The education system is aimed to create a legion of unquestioning citizens who upon graduating will fit easily into the 9-to-5 working world.


Students are trained to work regular hours. Their movements are controlled by an outside force and they are constantly subject to a complex chain of command which stretches on to unknown heights.

The discipline aspect of school is very important. From it we learn that if we ever break anyone’s authority, our mother will be sure to get a note the next day.

The education system is obviously designed to produce materialistic citizens. High marks are our main objective in high school. Achievement of this goal results in such benefits as recommends and scholarships.

This attitude towards high marks will simply be replaced by a similar attitude toward high salaries once we enter society. …

And so on. I looked around and noticed that hardly anyone was paying attention, which was sort of the point, I guess. What was that line from Brave New World? Oh, yeah. “If one’s different, one’s bound to be lonely.”

Anyway, now that we’re mostly done with our careers and exiting civilized society, en route to permanent engagements in the big dirt basement, it seems clear that our commie valedictorian had a point, the dirty red. Most of us have fulfilled the purpose and roles laid out for us in school, give or take a little tap dance at tax time or the occasional surrender to on-the-job indolence.

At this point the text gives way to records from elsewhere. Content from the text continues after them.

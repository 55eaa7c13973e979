use std::path::PathBuf;

use anyhow::{bail, Context};
use clap::{Args, Parser, Subcommand};
use tracing::info;
use vidlink_config::VidlinkConfig;
use vidlink_engine::{ChannelDecoder, DataChannel, FrameReader};
use vidlink_protocol::{
    extract_parameter_sets, Channel, ExtractionError, FrameSplitter, Packet, ParameterSets,
};
use vidlink_telemetry::{DecodeLogger, DecodeMetrics};

#[derive(Parser)]
#[command(version, about)]
pub struct Cli {
    /// Configuration file; defaults to config/vidlink.yaml plus VIDLINK_* overrides
    #[arg(short, long, global = true)]
    pub config: Option<PathBuf>,

    #[command(subcommand)]
    pub command: Commands,
}

#[derive(Subcommand)]
pub enum Commands {
    /// Decode one or more back-to-back hex-encoded frames
    Decode(DecodeArgs),
    /// Decode every frame in a file of back-to-back frames
    Scan(ScanArgs),
    /// Print the configured port of each channel
    Ports,
}

#[derive(Args, Debug, Clone)]
pub struct DecodeArgs {
    /// Channel the frame was received on (data, control, manage, transfer)
    #[arg(short, long, default_value = "data")]
    pub channel: Channel,
    /// Frame bytes as hex; whitespace, ':' separators and a 0x prefix are ignored
    pub hex: String,
}

#[derive(Args, Debug, Clone)]
pub struct ScanArgs {
    #[arg(short, long, default_value = "data")]
    pub channel: Channel,
    /// Capture file
    pub file: PathBuf,
    /// Print Prometheus metrics after the scan
    #[arg(long)]
    pub metrics: bool,
}

pub async fn run_command(cli: Cli) -> anyhow::Result<()> {
    let config = match &cli.config {
        Some(path) => VidlinkConfig::load_from_path(path),
        None => VidlinkConfig::load(),
    }
    .context("loading configuration")?;
    DecodeLogger::init(&config.telemetry.log_level);

    match cli.command {
        Commands::Decode(args) => run_decode(&config, args),
        Commands::Scan(args) => run_scan(&config, args).await,
        Commands::Ports => {
            for channel in Channel::ALL {
                println!("{:<9} {}", channel, config.channels.port(channel));
            }
            Ok(())
        }
    }
}

fn run_decode(config: &VidlinkConfig, args: DecodeArgs) -> anyhow::Result<()> {
    let bytes = parse_hex(&args.hex)?;
    for line in decode_frames(config, args.channel, &bytes)? {
        println!("{line}");
    }
    Ok(())
}

/// Decodes every frame in `bytes`, one description line per packet.
fn decode_frames(
    config: &VidlinkConfig,
    channel: Channel,
    bytes: &[u8],
) -> anyhow::Result<Vec<String>> {
    let decoder = ChannelDecoder::new(channel, &config.decoder);
    let mut frames = FrameSplitter::new(channel, bytes);
    let mut lines = Vec::new();

    for (index, frame) in frames.by_ref().enumerate() {
        let frame = frame.with_context(|| format!("framing {channel} frame #{index}"))?;
        let packet = decoder
            .decode(frame)
            .with_context(|| format!("decoding {channel} frame #{index}"))?;

        lines.push(describe(&packet));
        if let Packet::Data(data) = &packet {
            if data.is_intact() {
                if let Some(sets) = found_parameter_sets(extract_parameter_sets(&data.nal_data))? {
                    lines.push(format!("  sps: {}", hex::encode(&sets.sps)));
                    lines.push(format!("  pps: {}", hex::encode(&sets.pps)));
                }
            }
        }
    }

    let rest = frames.remainder();
    if !rest.is_empty() {
        // Surfaces the precise decode error for the incomplete tail.
        decoder
            .decode(rest)
            .with_context(|| format!("decoding trailing {} byte(s)", rest.len()))?;
        bail!("{} trailing byte(s) after the last complete frame", rest.len());
    }
    Ok(lines)
}

/// Missing parameter sets are routine; any other extraction failure is an error.
fn found_parameter_sets(
    result: Result<ParameterSets, ExtractionError>,
) -> anyhow::Result<Option<ParameterSets>> {
    match result {
        Ok(sets) => Ok(Some(sets)),
        Err(ExtractionError::NotFound) => Ok(None),
        Err(failure) => Err(failure).context("extracting parameter sets"),
    }
}

#[derive(Debug, Default)]
struct ScanSummary {
    frames: usize,
    dropped: usize,
    pictures: usize,
    discards: usize,
    parameter_set_changes: usize,
}

async fn run_scan(config: &VidlinkConfig, args: ScanArgs) -> anyhow::Result<()> {
    let file = tokio::fs::File::open(&args.file)
        .await
        .with_context(|| format!("opening {}", args.file.display()))?;
    let metrics = if config.telemetry.metrics {
        Some(DecodeMetrics::new()?)
    } else {
        None
    };

    // Decoded frames never exceed the 16-bit length plus trailer.
    let mut reader = FrameReader::new(file, args.channel, u16::MAX as usize + 1);
    let mut summary = ScanSummary::default();

    if args.channel == Channel::Data {
        let mut channel = DataChannel::new(&config.decoder);
        if let Some(metrics) = &metrics {
            channel = channel.with_metrics(metrics.clone());
        }
        while let Some(frame) = reader.next_frame().await? {
            summary.frames += 1;
            match channel.ingest(&frame) {
                Ok(ingest) => {
                    if let Some(sets) = &ingest.parameter_sets {
                        summary.parameter_set_changes += 1;
                        println!(
                            "seq {:>3}: parameter sets sps={} pps={}",
                            ingest.sequence,
                            hex::encode(&sets.sps),
                            hex::encode(&sets.pps)
                        );
                    }
                    if let Some(picture) = &ingest.frame {
                        summary.pictures += 1;
                        println!(
                            "seq {:>3}: picture of {} bytes from {} fragment(s)",
                            picture.last_sequence,
                            picture.data.len(),
                            picture.fragments
                        );
                    }
                    if ingest.discarded.is_some() {
                        summary.discards += 1;
                    }
                }
                Err(_) => summary.dropped += 1,
            }
        }
    } else {
        let mut decoder = ChannelDecoder::new(args.channel, &config.decoder);
        if let Some(metrics) = &metrics {
            decoder = decoder.with_metrics(metrics.clone());
        }
        while let Some(frame) = reader.next_frame().await? {
            summary.frames += 1;
            match decoder.decode(&frame) {
                Ok(packet) => println!("{}", describe(&packet)),
                Err(_) => summary.dropped += 1,
            }
        }
    }

    info!(?summary, "Scan complete");
    println!(
        "{} frame(s), {} dropped, {} picture(s), {} discard(s), {} parameter set change(s)",
        summary.frames,
        summary.dropped,
        summary.pictures,
        summary.discards,
        summary.parameter_set_changes
    );

    if args.metrics {
        match &metrics {
            Some(metrics) => print!("{}", metrics.gather_metrics()?),
            None => println!("metrics are disabled in the configuration"),
        }
    }
    Ok(())
}

/// One-line summary of a decoded packet.
fn describe(packet: &Packet) -> String {
    match packet {
        Packet::Data(p) => format!(
            "data seq={} slice={} nal_len={} intact={}",
            p.sequence,
            p.slice_type(),
            p.nal_data.len(),
            p.is_intact()
        ),
        Packet::Control(p) => format!(
            "control seq={} type=0x{:02x} command={} ack={} oid={}",
            p.sequence,
            p.package_type,
            p.command(),
            p.ack(),
            hex::encode(&p.oid)
        ),
        Packet::Manage(p) => format!(
            "manage seq={} type=0x{:02x} command={} ack={} param={}",
            p.sequence,
            p.package_type,
            p.command(),
            p.ack(),
            hex::encode(&p.param)
        ),
        Packet::Transfer(p) => format!(
            "transfer seq={} src={} dest={} len={} end={}",
            p.sequence,
            p.src_addr,
            p.dest_addr,
            p.content.len(),
            p.is_last_fragment()
        ),
    }
}

fn parse_hex(input: &str) -> anyhow::Result<Vec<u8>> {
    let trimmed = input.trim();
    let body = trimmed
        .strip_prefix("0x")
        .or_else(|| trimmed.strip_prefix("0X"))
        .unwrap_or(trimmed);
    let digits: String = body
        .chars()
        .filter(|c| !c.is_whitespace() && *c != ':')
        .collect();
    if digits.is_empty() {
        bail!("no frame bytes given");
    }
    hex::decode(&digits).with_context(|| format!("invalid hex '{}'", input))
}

Now that it’s 2023 and the madness has come on us for our sins, as it were, it’s less clear what we’re supposed to aspire to any more. I really don’t know. To looking like Willy Loman on long, medicated walks around well-manicured grounds with high fences? (Leaf blower in the distance. Sound of.)


Soma, anyone?

Couldn’t help noticing just before closing the yearbook that the girl I deemed the most perfect creature ever to walk the Earth is still biting her lip.


It’s like a high school. A high school confidential.


That next sock hop is going to be a lulu.